** Opening Records to use block **

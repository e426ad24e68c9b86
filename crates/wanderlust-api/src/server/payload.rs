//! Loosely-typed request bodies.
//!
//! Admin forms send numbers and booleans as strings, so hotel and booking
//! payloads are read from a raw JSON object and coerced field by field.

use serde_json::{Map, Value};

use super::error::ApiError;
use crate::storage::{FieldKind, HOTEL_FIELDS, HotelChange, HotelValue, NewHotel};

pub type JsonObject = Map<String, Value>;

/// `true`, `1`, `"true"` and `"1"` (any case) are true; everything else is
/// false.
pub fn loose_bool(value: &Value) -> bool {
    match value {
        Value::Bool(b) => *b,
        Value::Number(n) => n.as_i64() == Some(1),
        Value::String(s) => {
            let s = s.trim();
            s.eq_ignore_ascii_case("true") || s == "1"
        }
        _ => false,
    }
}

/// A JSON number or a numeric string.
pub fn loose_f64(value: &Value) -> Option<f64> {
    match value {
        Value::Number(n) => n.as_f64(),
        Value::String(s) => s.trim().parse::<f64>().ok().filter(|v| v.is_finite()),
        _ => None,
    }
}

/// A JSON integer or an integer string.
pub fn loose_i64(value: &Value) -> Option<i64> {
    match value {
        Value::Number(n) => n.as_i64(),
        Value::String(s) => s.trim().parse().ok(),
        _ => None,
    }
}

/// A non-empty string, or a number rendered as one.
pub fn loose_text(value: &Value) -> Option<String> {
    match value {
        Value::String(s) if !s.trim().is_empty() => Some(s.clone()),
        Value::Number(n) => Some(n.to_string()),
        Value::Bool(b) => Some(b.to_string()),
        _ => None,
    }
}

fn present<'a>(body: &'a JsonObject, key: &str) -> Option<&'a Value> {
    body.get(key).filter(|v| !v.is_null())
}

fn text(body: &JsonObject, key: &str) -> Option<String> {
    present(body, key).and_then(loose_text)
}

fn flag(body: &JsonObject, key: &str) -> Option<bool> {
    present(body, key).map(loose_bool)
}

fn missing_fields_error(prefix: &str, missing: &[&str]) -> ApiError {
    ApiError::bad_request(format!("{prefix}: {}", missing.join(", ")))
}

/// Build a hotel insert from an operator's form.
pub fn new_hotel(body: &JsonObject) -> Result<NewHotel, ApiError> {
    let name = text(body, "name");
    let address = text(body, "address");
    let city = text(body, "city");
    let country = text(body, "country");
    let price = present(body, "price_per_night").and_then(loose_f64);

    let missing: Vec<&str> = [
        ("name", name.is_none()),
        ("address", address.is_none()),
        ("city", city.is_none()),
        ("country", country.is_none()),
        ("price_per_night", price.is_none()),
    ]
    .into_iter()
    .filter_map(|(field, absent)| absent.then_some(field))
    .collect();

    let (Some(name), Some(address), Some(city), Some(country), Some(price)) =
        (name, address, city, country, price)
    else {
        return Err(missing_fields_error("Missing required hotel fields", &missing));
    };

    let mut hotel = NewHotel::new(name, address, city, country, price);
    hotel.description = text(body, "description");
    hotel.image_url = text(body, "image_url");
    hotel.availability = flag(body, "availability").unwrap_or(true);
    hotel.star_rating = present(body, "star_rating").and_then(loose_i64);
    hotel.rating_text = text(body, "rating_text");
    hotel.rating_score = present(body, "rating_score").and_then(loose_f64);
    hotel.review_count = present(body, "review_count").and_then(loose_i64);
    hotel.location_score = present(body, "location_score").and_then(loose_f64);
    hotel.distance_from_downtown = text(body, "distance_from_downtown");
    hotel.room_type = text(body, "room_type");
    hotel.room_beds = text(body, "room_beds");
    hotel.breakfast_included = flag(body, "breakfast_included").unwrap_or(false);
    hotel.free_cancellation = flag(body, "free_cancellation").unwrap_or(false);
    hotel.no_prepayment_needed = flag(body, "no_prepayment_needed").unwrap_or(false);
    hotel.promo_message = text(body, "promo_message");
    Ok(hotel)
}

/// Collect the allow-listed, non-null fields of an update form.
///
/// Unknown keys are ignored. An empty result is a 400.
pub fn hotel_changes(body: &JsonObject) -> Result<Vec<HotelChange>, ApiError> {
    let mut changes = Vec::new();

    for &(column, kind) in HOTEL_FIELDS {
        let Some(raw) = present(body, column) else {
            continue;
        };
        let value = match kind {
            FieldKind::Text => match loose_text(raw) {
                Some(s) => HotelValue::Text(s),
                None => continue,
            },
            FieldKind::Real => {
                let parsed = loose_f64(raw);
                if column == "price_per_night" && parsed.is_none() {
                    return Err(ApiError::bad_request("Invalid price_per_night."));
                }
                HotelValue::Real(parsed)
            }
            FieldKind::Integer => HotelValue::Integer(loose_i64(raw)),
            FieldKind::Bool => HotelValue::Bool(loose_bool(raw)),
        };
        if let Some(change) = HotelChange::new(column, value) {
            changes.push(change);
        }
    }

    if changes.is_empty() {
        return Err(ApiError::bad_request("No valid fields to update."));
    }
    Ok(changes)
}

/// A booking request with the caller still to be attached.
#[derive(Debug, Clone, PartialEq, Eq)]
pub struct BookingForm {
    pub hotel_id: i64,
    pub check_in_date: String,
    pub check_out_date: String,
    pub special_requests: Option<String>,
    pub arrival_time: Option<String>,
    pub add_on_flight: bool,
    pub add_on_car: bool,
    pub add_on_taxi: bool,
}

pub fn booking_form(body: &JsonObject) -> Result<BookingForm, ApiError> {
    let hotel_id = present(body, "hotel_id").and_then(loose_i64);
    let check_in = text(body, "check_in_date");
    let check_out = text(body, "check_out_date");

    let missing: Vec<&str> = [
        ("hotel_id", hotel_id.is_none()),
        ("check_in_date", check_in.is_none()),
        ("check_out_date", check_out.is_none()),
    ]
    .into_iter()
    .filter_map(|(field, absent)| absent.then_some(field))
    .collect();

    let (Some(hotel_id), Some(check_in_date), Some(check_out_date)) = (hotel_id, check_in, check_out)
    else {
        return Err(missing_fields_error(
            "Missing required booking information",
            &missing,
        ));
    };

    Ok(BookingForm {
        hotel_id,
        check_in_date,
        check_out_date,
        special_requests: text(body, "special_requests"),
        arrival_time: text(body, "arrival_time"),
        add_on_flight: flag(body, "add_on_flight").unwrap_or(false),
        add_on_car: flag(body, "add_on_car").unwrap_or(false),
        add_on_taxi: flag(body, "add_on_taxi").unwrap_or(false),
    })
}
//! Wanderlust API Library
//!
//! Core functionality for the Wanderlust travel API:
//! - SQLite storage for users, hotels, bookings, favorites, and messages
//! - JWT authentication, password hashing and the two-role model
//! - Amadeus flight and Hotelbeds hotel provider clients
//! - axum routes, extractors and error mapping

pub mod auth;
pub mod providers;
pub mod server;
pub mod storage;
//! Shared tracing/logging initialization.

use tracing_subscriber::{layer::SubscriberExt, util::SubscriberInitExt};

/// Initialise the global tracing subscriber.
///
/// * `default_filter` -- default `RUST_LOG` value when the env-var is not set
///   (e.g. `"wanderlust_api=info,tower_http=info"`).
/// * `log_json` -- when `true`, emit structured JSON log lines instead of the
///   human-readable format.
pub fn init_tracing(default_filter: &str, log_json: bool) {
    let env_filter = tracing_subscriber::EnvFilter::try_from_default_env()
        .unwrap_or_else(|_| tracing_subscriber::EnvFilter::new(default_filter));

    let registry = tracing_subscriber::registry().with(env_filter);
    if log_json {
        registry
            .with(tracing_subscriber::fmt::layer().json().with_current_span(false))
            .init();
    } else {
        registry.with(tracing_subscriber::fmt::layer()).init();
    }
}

** Closing Records to use block **
** Opening Records to use block **

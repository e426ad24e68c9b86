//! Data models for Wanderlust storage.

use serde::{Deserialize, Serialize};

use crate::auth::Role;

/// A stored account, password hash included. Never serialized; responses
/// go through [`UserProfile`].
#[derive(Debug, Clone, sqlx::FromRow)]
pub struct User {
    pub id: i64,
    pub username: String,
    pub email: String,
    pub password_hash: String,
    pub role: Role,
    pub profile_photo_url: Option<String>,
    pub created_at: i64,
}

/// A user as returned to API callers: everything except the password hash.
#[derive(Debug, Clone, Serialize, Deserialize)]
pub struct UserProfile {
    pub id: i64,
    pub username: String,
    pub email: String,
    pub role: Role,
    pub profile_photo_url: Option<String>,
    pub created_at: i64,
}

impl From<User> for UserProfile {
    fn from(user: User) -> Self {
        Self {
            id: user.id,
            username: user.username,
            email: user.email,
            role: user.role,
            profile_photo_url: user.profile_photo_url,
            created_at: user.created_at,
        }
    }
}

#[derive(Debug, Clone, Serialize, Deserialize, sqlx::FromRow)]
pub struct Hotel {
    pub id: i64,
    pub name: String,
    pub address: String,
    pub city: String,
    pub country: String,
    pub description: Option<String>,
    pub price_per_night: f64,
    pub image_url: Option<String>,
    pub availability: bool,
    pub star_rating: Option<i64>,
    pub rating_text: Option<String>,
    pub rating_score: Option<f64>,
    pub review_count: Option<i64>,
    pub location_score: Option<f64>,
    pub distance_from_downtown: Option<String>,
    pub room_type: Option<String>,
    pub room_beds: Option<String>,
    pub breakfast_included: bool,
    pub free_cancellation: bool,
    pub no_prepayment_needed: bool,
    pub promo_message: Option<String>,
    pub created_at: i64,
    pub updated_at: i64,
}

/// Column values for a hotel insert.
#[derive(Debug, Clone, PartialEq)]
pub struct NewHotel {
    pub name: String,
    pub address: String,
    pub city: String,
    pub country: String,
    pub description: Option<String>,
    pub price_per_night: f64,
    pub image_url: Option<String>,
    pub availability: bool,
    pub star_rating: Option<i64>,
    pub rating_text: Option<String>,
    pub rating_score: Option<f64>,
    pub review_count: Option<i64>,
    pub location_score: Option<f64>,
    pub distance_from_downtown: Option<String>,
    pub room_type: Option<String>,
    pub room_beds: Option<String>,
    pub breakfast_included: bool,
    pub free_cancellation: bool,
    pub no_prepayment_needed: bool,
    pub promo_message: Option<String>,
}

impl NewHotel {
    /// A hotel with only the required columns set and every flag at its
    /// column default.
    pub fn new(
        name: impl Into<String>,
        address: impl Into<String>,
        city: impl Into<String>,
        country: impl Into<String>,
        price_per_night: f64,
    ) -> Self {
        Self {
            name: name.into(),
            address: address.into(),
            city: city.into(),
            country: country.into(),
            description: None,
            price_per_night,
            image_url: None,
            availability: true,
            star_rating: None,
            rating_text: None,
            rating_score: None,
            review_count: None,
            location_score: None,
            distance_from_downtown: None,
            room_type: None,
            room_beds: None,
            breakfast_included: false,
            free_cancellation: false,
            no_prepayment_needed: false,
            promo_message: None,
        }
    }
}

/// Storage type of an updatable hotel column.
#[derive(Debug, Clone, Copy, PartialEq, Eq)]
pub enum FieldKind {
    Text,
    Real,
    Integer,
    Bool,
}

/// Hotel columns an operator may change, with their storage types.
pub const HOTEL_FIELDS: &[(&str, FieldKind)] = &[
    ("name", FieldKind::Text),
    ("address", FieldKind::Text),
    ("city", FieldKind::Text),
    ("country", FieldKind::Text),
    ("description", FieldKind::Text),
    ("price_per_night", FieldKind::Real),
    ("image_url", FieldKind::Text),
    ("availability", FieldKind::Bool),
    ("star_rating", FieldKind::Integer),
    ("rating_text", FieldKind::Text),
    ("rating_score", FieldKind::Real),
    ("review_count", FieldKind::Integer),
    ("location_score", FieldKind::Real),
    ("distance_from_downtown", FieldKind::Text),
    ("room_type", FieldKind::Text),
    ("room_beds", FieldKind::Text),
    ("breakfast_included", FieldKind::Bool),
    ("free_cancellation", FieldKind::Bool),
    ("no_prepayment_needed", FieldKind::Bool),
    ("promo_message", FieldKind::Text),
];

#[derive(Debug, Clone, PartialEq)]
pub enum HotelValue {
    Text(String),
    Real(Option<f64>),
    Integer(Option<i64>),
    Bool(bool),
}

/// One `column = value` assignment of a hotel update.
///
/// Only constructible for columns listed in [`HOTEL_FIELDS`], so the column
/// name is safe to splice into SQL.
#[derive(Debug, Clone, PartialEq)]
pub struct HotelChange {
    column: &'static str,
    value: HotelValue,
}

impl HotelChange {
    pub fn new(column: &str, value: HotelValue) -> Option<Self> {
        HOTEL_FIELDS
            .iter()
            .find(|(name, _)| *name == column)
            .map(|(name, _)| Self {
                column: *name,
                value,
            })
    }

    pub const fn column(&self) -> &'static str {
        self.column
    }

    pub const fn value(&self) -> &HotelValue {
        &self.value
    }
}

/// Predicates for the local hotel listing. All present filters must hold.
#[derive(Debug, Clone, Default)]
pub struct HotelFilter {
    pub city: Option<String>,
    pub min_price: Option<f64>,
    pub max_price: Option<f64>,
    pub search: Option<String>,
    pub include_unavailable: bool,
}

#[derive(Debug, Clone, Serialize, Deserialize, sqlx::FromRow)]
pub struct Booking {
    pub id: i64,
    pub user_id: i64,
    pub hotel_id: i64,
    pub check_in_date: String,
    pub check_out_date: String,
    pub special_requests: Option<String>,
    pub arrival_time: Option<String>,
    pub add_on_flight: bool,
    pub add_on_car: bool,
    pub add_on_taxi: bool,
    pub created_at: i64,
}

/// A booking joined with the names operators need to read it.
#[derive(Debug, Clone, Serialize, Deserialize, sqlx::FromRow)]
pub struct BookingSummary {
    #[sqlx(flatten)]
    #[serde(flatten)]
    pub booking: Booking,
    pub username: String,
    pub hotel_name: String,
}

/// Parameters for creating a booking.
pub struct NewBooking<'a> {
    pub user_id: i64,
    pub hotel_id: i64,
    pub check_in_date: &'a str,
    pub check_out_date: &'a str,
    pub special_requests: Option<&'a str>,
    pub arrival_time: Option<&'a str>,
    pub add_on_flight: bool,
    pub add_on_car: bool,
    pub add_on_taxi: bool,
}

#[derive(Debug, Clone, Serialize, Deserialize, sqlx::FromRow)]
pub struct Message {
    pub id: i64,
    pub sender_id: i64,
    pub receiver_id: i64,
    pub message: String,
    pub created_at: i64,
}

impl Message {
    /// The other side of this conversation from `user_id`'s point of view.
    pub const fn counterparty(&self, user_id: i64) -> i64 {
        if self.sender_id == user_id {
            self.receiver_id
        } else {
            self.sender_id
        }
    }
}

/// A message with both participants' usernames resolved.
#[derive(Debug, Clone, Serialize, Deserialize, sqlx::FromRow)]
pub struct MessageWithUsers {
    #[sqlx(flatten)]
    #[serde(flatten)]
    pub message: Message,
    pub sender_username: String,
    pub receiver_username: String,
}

** Closing Records to use block **

* Aim of the exercise *
Search the records for the word "layer", then list every line that has it.

* Response below *
use tracing_subscriber::{layer::SubscriberExt, util::SubscriberInitExt};
            .with(tracing_subscriber::fmt::layer().json().with_current_span(false))
        registry.with(tracing_subscriber::fmt::layer()).init();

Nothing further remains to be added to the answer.